== Given data

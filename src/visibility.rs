//! One-shot viewport visibility tracking.

use serde::Serialize;
use std::{cell::RefCell, collections::BTreeMap, rc::Rc};

#[derive(Clone, Copy, PartialEq, Eq, PartialOrd, Ord, Hash, Debug)]
pub struct ElementId(u64);

impl ElementId {
    pub fn get(self) -> u64 {
        self.0
    }
}

#[derive(Clone, Copy, PartialEq, Eq, Debug, Serialize)]
#[serde(rename_all = "snake_case")]
pub enum AnimationTag {
    FadeIn,
    SlideUp,
    SectionHeader,
    Counter,
    ProgressBar,
}

impl AnimationTag {
    pub fn hidden_class(self) -> &'static str {
        match self {
            Self::Counter | Self::ProgressBar => "is-waiting",
            _ => "opacity-0",
        }
    }

    pub fn visible_class(self) -> &'static str {
        match self {
            Self::FadeIn => "animate-fade-in",
            Self::SlideUp | Self::SectionHeader => "animate-slide-up",
            Self::Counter | Self::ProgressBar => "is-running",
        }
    }

    pub fn class(self, visible: bool) -> &'static str {
        if visible {
            self.visible_class()
        } else {
            self.hidden_class()
        }
    }
}

#[derive(Clone, Copy, PartialEq, Debug)]
pub struct Intersection {
    pub ratio: f64,
    pub is_intersecting: bool,
}

impl Intersection {
    pub fn visible(ratio: f64) -> Self {
        Self {
            ratio,
            is_intersecting: ratio > 0.0,
        }
    }

    pub fn hidden() -> Self {
        Self {
            ratio: 0.0,
            is_intersecting: false,
        }
    }

    fn crosses(self, threshold: f64) -> bool {
        self.is_intersecting && self.ratio + f64::EPSILON >= threshold
    }
}

#[derive(Clone, Copy, PartialEq, Eq, Debug)]
pub struct ObservableElement {
    pub id: ElementId,
    pub tag: AnimationTag,
    pub visible: bool,
}

struct Watched {
    element: ObservableElement,
    threshold: f64,
    on_visible: Option<Box<dyn FnOnce()>>,
}

#[derive(Default)]
struct Registry {
    next_id: u64,
    entries: BTreeMap<ElementId, Watched>,
}

/// Outcome of a single report.
#[derive(Clone, Copy, PartialEq, Eq, Debug)]
pub enum Reported {
    /// The element crossed its threshold for the first time; observation can stop.
    Fired,
    Pending,
    Ignored,
}

#[derive(Clone, Default)]
pub struct VisibilityObserver {
    registry: Rc<RefCell<Registry>>,
}

impl PartialEq for VisibilityObserver {
    fn eq(&self, other: &Self) -> bool {
        Rc::ptr_eq(&self.registry, &other.registry)
    }
}

impl VisibilityObserver {
    pub fn new() -> Self {
        Self::default()
    }

    /// Registers an element. `on_visible` runs at most once, the first time at least
    /// `threshold` of the element is on screen.
    pub fn watch(
        &self,
        tag: AnimationTag,
        threshold: f64,
        on_visible: impl FnOnce() + 'static,
    ) -> Watch {
        let threshold = if threshold.is_nan() {
            0.0
        } else {
            threshold.clamp(0.0, 1.0)
        };

        let mut registry = self.registry.borrow_mut();
        let id = ElementId(registry.next_id);
        registry.next_id += 1;
        registry.entries.insert(
            id,
            Watched {
                element: ObservableElement {
                    id,
                    tag,
                    visible: false,
                },
                threshold,
                on_visible: Some(Box::new(on_visible)),
            },
        );

        Watch {
            id,
            threshold,
            registry: Rc::downgrade(&self.registry),
        }
    }

    pub fn report(&self, id: ElementId, sample: Intersection) -> Reported {
        let callback = {
            let mut registry = self.registry.borrow_mut();
            let Some(watched) = registry.entries.get_mut(&id) else {
                return Reported::Ignored;
            };
            if watched.element.visible {
                return Reported::Ignored;
            }
            if !sample.crosses(watched.threshold) {
                return Reported::Pending;
            }
            watched.element.visible = true;
            watched.on_visible.take()
        };

        if let Some(callback) = callback {
            callback();
        }
        Reported::Fired
    }

    pub fn report_batch(
        &self,
        samples: impl IntoIterator<Item = (ElementId, Intersection)>,
    ) -> Vec<(ElementId, Reported)> {
        samples
            .into_iter()
            .map(|(id, sample)| (id, self.report(id, sample)))
            .collect()
    }

    pub fn element(&self, id: ElementId) -> Option<ObservableElement> {
        self.registry
            .borrow()
            .entries
            .get(&id)
            .map(|watched| watched.element)
    }

    pub fn is_visible(&self, id: ElementId) -> bool {
        self.element(id).is_some_and(|element| element.visible)
    }

    pub fn observing(&self) -> usize {
        self.registry
            .borrow()
            .entries
            .values()
            .filter(|watched| !watched.element.visible)
            .count()
    }
}

/// Registration guard; dropping it (unmount) forgets the element.
#[must_use = "dropping a Watch stops observing the element"]
pub struct Watch {
    id: ElementId,
    threshold: f64,
    registry: std::rc::Weak<RefCell<Registry>>,
}

impl Watch {
    pub fn id(&self) -> ElementId {
        self.id
    }

    pub fn threshold(&self) -> f64 {
        self.threshold
    }
}

impl Drop for Watch {
    fn drop(&mut self) {
        if let Some(registry) = self.registry.upgrade() {
            let removed = registry.borrow_mut().entries.remove(&self.id);
            drop(removed);
        }
    }
}

#[cfg(test)]
mod tests {
    use super::*;
    use std::cell::Cell;

    fn counter() -> (Rc<Cell<u32>>, impl FnOnce() + 'static) {
        let count = Rc::new(Cell::new(0));
        let inner = count.clone();
        (count, move || inner.set(inner.get() + 1))
    }

    #[test]
    fn fires_once_even_when_scrolled_in_and_out_repeatedly() {
        let observer = VisibilityObserver::new();
        let (fired, on_visible) = counter();
        let watch = observer.watch(AnimationTag::Counter, 0.5, on_visible);

        assert_eq!(observer.report(watch.id(), Intersection::visible(0.2)), Reported::Pending);
        assert_eq!(observer.report(watch.id(), Intersection::visible(0.6)), Reported::Fired);
        observer.report(watch.id(), Intersection::hidden());
        assert_eq!(observer.report(watch.id(), Intersection::visible(1.0)), Reported::Ignored);
        observer.report(watch.id(), Intersection::hidden());
        observer.report(watch.id(), Intersection::visible(0.9));

        assert_eq!(fired.get(), 1);
        assert!(observer.is_visible(watch.id()));
        assert_eq!(observer.observing(), 0);
    }

    #[test]
    fn never_intersecting_element_never_fires() {
        let observer = VisibilityObserver::new();
        let (fired, on_visible) = counter();
        let watch = observer.watch(AnimationTag::ProgressBar, 0.5, on_visible);

        for _ in 0..10 {
            observer.report(watch.id(), Intersection::hidden());
        }

        assert_eq!(fired.get(), 0);
        assert!(!observer.is_visible(watch.id()));
    }

    #[test]
    fn zero_threshold_needs_an_actual_intersection() {
        let observer = VisibilityObserver::new();
        let (fired, on_visible) = counter();
        let watch = observer.watch(AnimationTag::FadeIn, 0.0, on_visible);

        observer.report(watch.id(), Intersection::hidden());
        assert_eq!(fired.get(), 0);

        observer.report(
            watch.id(),
            Intersection {
                ratio: 0.0,
                is_intersecting: true,
            },
        );
        assert_eq!(fired.get(), 1);
    }

    #[test]
    fn thresholds_are_clamped() {
        let observer = VisibilityObserver::new();
        assert_eq!(observer.watch(AnimationTag::FadeIn, 3.0, || ()).threshold(), 1.0);
        assert_eq!(observer.watch(AnimationTag::FadeIn, -1.0, || ()).threshold(), 0.0);
        assert_eq!(observer.watch(AnimationTag::FadeIn, f64::NAN, || ()).threshold(), 0.0);
    }

    #[test]
    fn batch_evaluates_every_element_independently() {
        let observer = VisibilityObserver::new();
        let order = Rc::new(RefCell::new(Vec::new()));
        let watches: Vec<Watch> = (0..3)
            .map(|index| {
                let order = order.clone();
                observer.watch(AnimationTag::SlideUp, 0.1, move || {
                    order.borrow_mut().push(index)
                })
            })
            .collect();

        let results = observer.report_batch([
            (watches[2].id(), Intersection::visible(0.5)),
            (watches[0].id(), Intersection::visible(0.05)),
            (watches[1].id(), Intersection::visible(0.5)),
        ]);

        assert_eq!(*order.borrow(), vec![2, 1]);
        assert_eq!(results[1].1, Reported::Pending);
        assert!(observer.is_visible(watches[1].id()));
        assert!(!observer.is_visible(watches[0].id()));
    }

    #[test]
    fn callback_may_register_new_watches() {
        let observer = VisibilityObserver::new();
        let nested: Rc<RefCell<Option<Watch>>> = Rc::new(RefCell::new(None));

        let watch = {
            let observer_inside = observer.clone();
            let nested = nested.clone();
            observer.watch(AnimationTag::SectionHeader, 0.1, move || {
                *nested.borrow_mut() = Some(observer_inside.watch(AnimationTag::FadeIn, 0.1, || ()));
            })
        };
        observer.report(watch.id(), Intersection::visible(1.0));

        assert!(nested.borrow().is_some());
        assert_eq!(observer.observing(), 1);
    }

    #[test]
    fn dropped_watch_is_forgotten_and_later_reports_are_ignored() {
        let observer = VisibilityObserver::new();
        let (fired, on_visible) = counter();
        let watch = observer.watch(AnimationTag::Counter, 0.5, on_visible);
        let id = watch.id();
        drop(watch);

        assert_eq!(observer.report(id, Intersection::visible(1.0)), Reported::Ignored);
        assert_eq!(fired.get(), 0);
        assert!(observer.element(id).is_none());
    }
}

====

Copy the lines above exactly, from the very first through the one containing "fn crosses(self, threshold: f64)", and include no other line.

filename src/visibility.rs
//! One-shot viewport visibility tracking.

use serde::Serialize;
use std::{cell::RefCell, collections::BTreeMap, rc::Rc};

#[derive(Clone, Copy, PartialEq, Eq, PartialOrd, Ord, Hash, Debug)]
pub struct ElementId(u64);

impl ElementId {
    pub fn get(self) -> u64 {
        self.0
    }
}

#[derive(Clone, Copy, PartialEq, Eq, Debug, Serialize)]
#[serde(rename_all = "snake_case")]
pub enum AnimationTag {
    FadeIn,
    SlideUp,
    SectionHeader,
    Counter,
    ProgressBar,
}

impl AnimationTag {
    pub fn hidden_class(self) -> &'static str {
        match self {
            Self::Counter | Self::ProgressBar => "is-waiting",
            _ => "opacity-0",
        }
    }

    pub fn visible_class(self) -> &'static str {
        match self {
            Self::FadeIn => "animate-fade-in",
            Self::SlideUp | Self::SectionHeader => "animate-slide-up",
            Self::Counter | Self::ProgressBar => "is-running",
        }
    }

    pub fn class(self, visible: bool) -> &'static str {
        if visible {
            self.visible_class()
        } else {
            self.hidden_class()
        }
    }
}

#[derive(Clone, Copy, PartialEq, Debug)]
pub struct Intersection {
    pub ratio: f64,
    pub is_intersecting: bool,
}

impl Intersection {
    pub fn visible(ratio: f64) -> Self {
        Self {
            ratio,
            is_intersecting: ratio > 0.0,
        }
    }

    pub fn hidden() -> Self {
        Self {
            ratio: 0.0,
            is_intersecting: false,
        }
    }

    fn crosses(self, threshold: f64) -> bool {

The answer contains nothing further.